Calculate the mass of $8{m^3}$ of cement of density $2000\,\,kg/{m^3}.$

Answer 1

As in the question, we were given with density and volume of cement. So, to find mass of cement, dependence of mass on volume and density is to be used.
Density $= \dfrac{{Mass}}{{Volume}}$

Complete step by step answer:
We know that the density of any sustain is mass per unit volume.
So, Density $= \dfrac{{Mass}}{{Volume}}$
$\Rightarrow$Mass $=$Density $\times$ Volume
Now, In order to find mass of cement, we are given with
Density of cement $= 2000\,\,kg/{m^3}$
Volume of cement $= 8\,\,{m^3}$
Hence, Mass $=$Density $\times$ Volume
$= 2000 \times 8$
$= 16000\,\,kg$

Additional Information:
$\to$ The term density is generally denoted by the symbol $`\rho '$
i.e. $\rho = \dfrac{m}{V}$
Where m is mass and v is volume.
$\to$Different substances have different densities.
$\to$ To simplify, it is sometimes replaced by a dimensionless quantity i.e. “relative density” or “specific gravity”.
$\to$ “Relative density or “specific gravity” is the density of any substance with respect to that of water.
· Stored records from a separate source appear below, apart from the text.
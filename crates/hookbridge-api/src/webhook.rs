// GitHub webhook HTTP route
//
// Orchestration per request: validate -> build envelope -> deliver ->
// respond. Validation failures short-circuit with a JSON error body;
// delivery failures are logged and absorbed so the sender still gets 200.

use axum::{
    body::Bytes,
    extract::State,
    http::{HeaderMap, StatusCode},
    routing::post,
    Json, Router,
};
use futures::FutureExt;
use serde::Serialize;
use std::panic::AssertUnwindSafe;
use std::sync::Arc;

use hookbridge_core::{build_event, verify_signature, CaptureContext, ValidationError};

use crate::config::Config;
use crate::forwarder::EventSink;

/// GitHub's event-type marker header
pub const EVENT_HEADER: &str = "x-github-event";

/// GitHub's signature header (HMAC-SHA256 over the raw body)
pub const SIGNATURE_HEADER: &str = "x-hub-signature-256";

/// App state for the webhook route
#[derive(Clone)]
pub struct AppState {
    pub config: Arc<Config>,
    pub capture: Arc<CaptureContext>,
    pub sink: Arc<dyn EventSink>,
}

impl AppState {
    pub fn new(config: Arc<Config>, capture: CaptureContext, sink: Arc<dyn EventSink>) -> Self {
        Self {
            config,
            capture: Arc::new(capture),
            sink,
        }
    }
}

/// Acknowledgement body for accepted deliveries
#[derive(Debug, Serialize)]
pub struct WebhookAck {
    pub success: bool,
    pub received: bool,
}

/// JSON error body for rejected deliveries
#[derive(Debug, Serialize)]
pub struct ErrorResponse {
    pub error: String,
}

/// Create the webhook routes. Only POST is routed; other methods on the
/// path get a JSON 405 from the method fallback.
pub fn routes(state: AppState) -> Router {
    Router::new()
        .route(
            "/github-webhook",
            post(receive_webhook).fallback(method_not_allowed),
        )
        .with_state(state)
}

/// Non-POST methods on the webhook path. Every failure response carries a
/// JSON error body, including this one.
async fn method_not_allowed() -> (StatusCode, Json<ErrorResponse>) {
    (
        StatusCode::METHOD_NOT_ALLOWED,
        Json(ErrorResponse {
            error: "method not allowed".to_string(),
        }),
    )
}

/// POST /github-webhook - normalize one delivery and hand it to the sink
pub async fn receive_webhook(
    State(state): State<AppState>,
    headers: HeaderMap,
    body: Bytes,
) -> Result<Json<WebhookAck>, (StatusCode, Json<ErrorResponse>)> {
    let event_subtype = headers
        .get(EVENT_HEADER)
        .and_then(|v| v.to_str().ok())
        .map(str::to_string)
        .ok_or_else(|| reject(&headers, &body, ValidationError::MissingEventMarker))?;

    // Signature covers the exact raw bytes, so verification happens
    // before any parsing
    if let Some(secret) = &state.config.webhook_secret {
        let signature = headers.get(SIGNATURE_HEADER).and_then(|v| v.to_str().ok());
        verify_signature(secret, &body, signature)
            .map_err(|e| reject(&headers, &body, e))?;
    }

    let payload: serde_json::Value = serde_json::from_slice(&body)
        .map_err(|e| reject(&headers, &body, ValidationError::invalid_body(e.to_string())))?;

    // Build and deliver inside an unwind boundary so an unexpected fault
    // is logged with the request context instead of escaping the handler
    let outcome = AssertUnwindSafe(async {
        let event = build_event(&event_subtype, &payload, &state.capture);
        let delivery = state.sink.deliver(&event).await;
        (event, delivery)
    })
    .catch_unwind()
    .await;

    let (event, delivery) = match outcome {
        Ok(pair) => pair,
        Err(panic) => return Err(internal_fault(&headers, &body, panic)),
    };

    // Delivery is best-effort: a failed forward never fails the inbound
    // response, it only shows up in the logs
    match delivery {
        Ok(()) => {
            tracing::info!(
                event_id = %event.event_id,
                correlation_id = %event.correlation_id,
                subtype = %event.event_subtype,
                repository = %event.payload.repository,
                mode = state.sink.mode(),
                "webhook processed"
            );
        }
        Err(e) => {
            tracing::error!(
                event_id = %event.event_id,
                correlation_id = %event.correlation_id,
                subtype = %event.event_subtype,
                mode = state.sink.mode(),
                "event delivery failed: {e}"
            );
        }
    }

    Ok(Json(WebhookAck {
        success: true,
        received: true,
    }))
}

/// Map a validation failure to its status code, logging the full request
/// context for diagnosis
fn reject(
    headers: &HeaderMap,
    body: &Bytes,
    error: ValidationError,
) -> (StatusCode, Json<ErrorResponse>) {
    let status = match error {
        ValidationError::MissingEventMarker | ValidationError::InvalidBody(_) => {
            StatusCode::BAD_REQUEST
        }
        ValidationError::MissingSignature | ValidationError::SignatureMismatch => {
            StatusCode::FORBIDDEN
        }
    };

    tracing::warn!(
        status = status.as_u16(),
        headers = ?headers,
        body = %String::from_utf8_lossy(body),
        "webhook rejected: {error}"
    );

    (
        status,
        Json(ErrorResponse {
            error: error.to_string(),
        }),
    )
}

/// Map an unexpected fault to a 500, logging the full request context
/// (headers, body) for diagnosis
fn internal_fault(
    headers: &HeaderMap,
    body: &Bytes,
    panic: Box<dyn std::any::Any + Send>,
) -> (StatusCode, Json<ErrorResponse>) {
    tracing::error!(
        headers = ?headers,
        body = %String::from_utf8_lossy(body),
        "webhook handler fault: {}",
        panic_detail(panic.as_ref())
    );

    (
        StatusCode::INTERNAL_SERVER_ERROR,
        Json(ErrorResponse {
            error: "internal server error".to_string(),
        }),
    )
}

/// Best-effort panic payload rendering
pub(crate) fn panic_detail(panic: &(dyn std::any::Any + Send)) -> String {
    if let Some(s) = panic.downcast_ref::<String>() {
        s.clone()
    } else if let Some(s) = panic.downcast_ref::<&str>() {
        (*s).to_string()
    } else {
        "unknown panic".to_string()
    }
}

#[cfg(test)]
mod tests {
    use super::*;
    use crate::forwarder::{LogSink, SinkError};
    use async_trait::async_trait;
    use axum::body::Body;
    use axum::http::{header, Method, Request};
    use http_body_util::BodyExt;
    use hookbridge_core::{sign, StructuredEvent};
    use serde_json::{json, Value};
    use std::sync::atomic::{AtomicUsize, Ordering};
    use tower::ServiceExt;

    /// Sink that counts deliveries and optionally fails every one
    struct RecordingSink {
        deliveries: AtomicUsize,
        fail: bool,
    }

    impl RecordingSink {
        fn new(fail: bool) -> Self {
            Self {
                deliveries: AtomicUsize::new(0),
                fail,
            }
        }

        fn delivery_count(&self) -> usize {
            self.deliveries.load(Ordering::SeqCst)
        }
    }

    #[async_trait]
    impl EventSink for RecordingSink {
        async fn deliver(&self, _event: &StructuredEvent) -> Result<(), SinkError> {
            self.deliveries.fetch_add(1, Ordering::SeqCst);
            if self.fail {
                Err(SinkError::Status(503))
            } else {
                Ok(())
            }
        }

        fn mode(&self) -> &'static str {
            "recording"
        }
    }

    fn test_state(secret: Option<&str>, sink: Arc<dyn EventSink>) -> AppState {
        AppState::new(
            Arc::new(Config {
                port: 0,
                webhook_secret: secret.map(str::to_string),
                forward_url: None,
            }),
            CaptureContext::default(),
            sink,
        )
    }

    fn webhook_request(event: Option<&str>, signature: Option<&str>, body: &str) -> Request<Body> {
        let mut builder = Request::builder()
            .method(Method::POST)
            .uri("/github-webhook")
            .header(header::CONTENT_TYPE, "application/json");
        if let Some(event) = event {
            builder = builder.header(EVENT_HEADER, event);
        }
        if let Some(signature) = signature {
            builder = builder.header(SIGNATURE_HEADER, signature);
        }
        builder.body(Body::from(body.to_string())).unwrap()
    }

    async fn body_json(response: axum::response::Response) -> Value {
        let bytes = response.into_body().collect().await.unwrap().to_bytes();
        serde_json::from_slice(&bytes).unwrap()
    }

    #[tokio::test]
    async fn test_missing_event_header_is_400_and_nothing_delivered() {
        let sink = Arc::new(RecordingSink::new(false));
        let app = routes(test_state(None, sink.clone()));

        let response = app
            .oneshot(webhook_request(None, None, "{}"))
            .await
            .unwrap();

        assert_eq!(response.status(), StatusCode::BAD_REQUEST);
        let body = body_json(response).await;
        assert_eq!(body["error"], "missing event marker");
        assert_eq!(sink.delivery_count(), 0);
    }

    #[tokio::test]
    async fn test_wrong_method_is_405_with_json_error_body() {
        let app = routes(test_state(None, Arc::new(LogSink)));

        let response = app
            .oneshot(
                Request::builder()
                    .method(Method::GET)
                    .uri("/github-webhook")
                    .body(Body::empty())
                    .unwrap(),
            )
            .await
            .unwrap();

        assert_eq!(response.status(), StatusCode::METHOD_NOT_ALLOWED);
        let body = body_json(response).await;
        assert_eq!(body["error"], "method not allowed");
    }

    #[tokio::test]
    async fn test_accepted_delivery_returns_success_body() {
        let sink = Arc::new(RecordingSink::new(false));
        let app = routes(test_state(None, sink.clone()));

        let payload = json!({"repository": {"full_name": "octo/demo"}}).to_string();
        let response = app
            .oneshot(webhook_request(Some("push"), None, &payload))
            .await
            .unwrap();

        assert_eq!(response.status(), StatusCode::OK);
        let body = body_json(response).await;
        assert_eq!(body["success"], true);
        assert_eq!(body["received"], true);
        assert_eq!(sink.delivery_count(), 1);
    }

    #[tokio::test]
    async fn test_empty_object_payload_is_accepted() {
        let app = routes(test_state(None, Arc::new(LogSink)));

        let response = app
            .oneshot(webhook_request(Some("ping"), None, "{}"))
            .await
            .unwrap();

        assert_eq!(response.status(), StatusCode::OK);
    }

    #[tokio::test]
    async fn test_invalid_json_body_is_400() {
        let app = routes(test_state(None, Arc::new(LogSink)));

        let response = app
            .oneshot(webhook_request(Some("push"), None, "{not json"))
            .await
            .unwrap();

        assert_eq!(response.status(), StatusCode::BAD_REQUEST);
        let body = body_json(response).await;
        assert!(body["error"].as_str().unwrap().starts_with("invalid JSON body"));
    }

    #[tokio::test]
    async fn test_valid_signature_is_accepted() {
        let secret = "s3cret";
        let sink = Arc::new(RecordingSink::new(false));
        let app = routes(test_state(Some(secret), sink.clone()));

        let body = json!({"action": "opened"}).to_string();
        let signature = sign(secret, body.as_bytes());

        let response = app
            .oneshot(webhook_request(Some("issues"), Some(&signature), &body))
            .await
            .unwrap();

        assert_eq!(response.status(), StatusCode::OK);
        assert_eq!(sink.delivery_count(), 1);
    }

    #[tokio::test]
    async fn test_tampered_body_with_stale_signature_is_403() {
        let secret = "s3cret";
        let sink = Arc::new(RecordingSink::new(false));
        let app = routes(test_state(Some(secret), sink.clone()));

        let body = json!({"action": "opened"}).to_string();
        let signature = sign(secret, body.as_bytes());
        let tampered = json!({"action": "closed"}).to_string();

        let response = app
            .oneshot(webhook_request(Some("issues"), Some(&signature), &tampered))
            .await
            .unwrap();

        assert_eq!(response.status(), StatusCode::FORBIDDEN);
        let body = body_json(response).await;
        assert_eq!(body["error"], "signature mismatch");
        assert_eq!(sink.delivery_count(), 0);
    }

    #[tokio::test]
    async fn test_missing_signature_with_secret_is_403() {
        let app = routes(test_state(Some("s3cret"), Arc::new(LogSink)));

        let response = app
            .oneshot(webhook_request(Some("push"), None, "{}"))
            .await
            .unwrap();

        assert_eq!(response.status(), StatusCode::FORBIDDEN);
        let body = body_json(response).await;
        assert_eq!(body["error"], "missing signature");
    }

    #[tokio::test]
    async fn test_signature_ignored_when_no_secret_configured() {
        let app = routes(test_state(None, Arc::new(LogSink)));

        let response = app
            .oneshot(webhook_request(
                Some("push"),
                Some("sha256=0000000000000000000000000000000000000000000000000000000000000000"),
                "{}",
            ))
            .await
            .unwrap();

        assert_eq!(response.status(), StatusCode::OK);
    }

    /// Sink that panics mid-delivery, standing in for any unexpected
    /// internal fault after validation
    struct PanickingSink;

    #[async_trait]
    impl EventSink for PanickingSink {
        async fn deliver(&self, _event: &StructuredEvent) -> Result<(), SinkError> {
            panic!("delivery exploded");
        }

        fn mode(&self) -> &'static str {
            "panicking"
        }
    }

    #[tokio::test]
    async fn test_internal_fault_becomes_json_500() {
        let app = routes(test_state(None, Arc::new(PanickingSink)));

        let response = app
            .oneshot(webhook_request(Some("push"), None, "{}"))
            .await
            .unwrap();

        assert_eq!(response.status(), StatusCode::INTERNAL_SERVER_ERROR);
        let body = body_json(response).await;
        assert_eq!(body["error"], "internal server error");
    }

    #[tokio::test]
    async fn test_delivery_failure_still_returns_200() {
        let sink = Arc::new(RecordingSink::new(true));
        let app = routes(test_state(None, sink.clone()));

        let response = app
            .oneshot(webhook_request(Some("push"), None, "{}"))
            .await
            .unwrap();

        assert_eq!(response.status(), StatusCode::OK);
        let body = body_json(response).await;
        assert_eq!(body["success"], true);
        assert_eq!(sink.delivery_count(), 1);
    }
}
It is the ratio of density of substances to the density of water.
$\to$ The density of a material varies with temperature and pressure.
$\to$ Density is an intensive property i.e. increasing the amount of any substances does not increase its density. Rathes, it increases its mass.
$\to$ It is units in the SI system are $kg\, - {m^{ - 3}}$ and in cgs are $g\, - c{m^{ - 3}}$.
$\to$ It is dimensional formula is $\left[ {M{L^{ - 3}}} \right].$

Note:
So, mass of cement is $16000\,\,kg$ one can also solve this question by unitary method which is
As density $= 2000\,\,kg/{m^3}$
This states that,
Mass of $1\,\,{m^3}$ of cement $= 2000\,\,kg$
Mass of $8\,\,{m^3}$ of cement $= 2000 \times 8\,\,kg$
$= 16000\,\,kg$.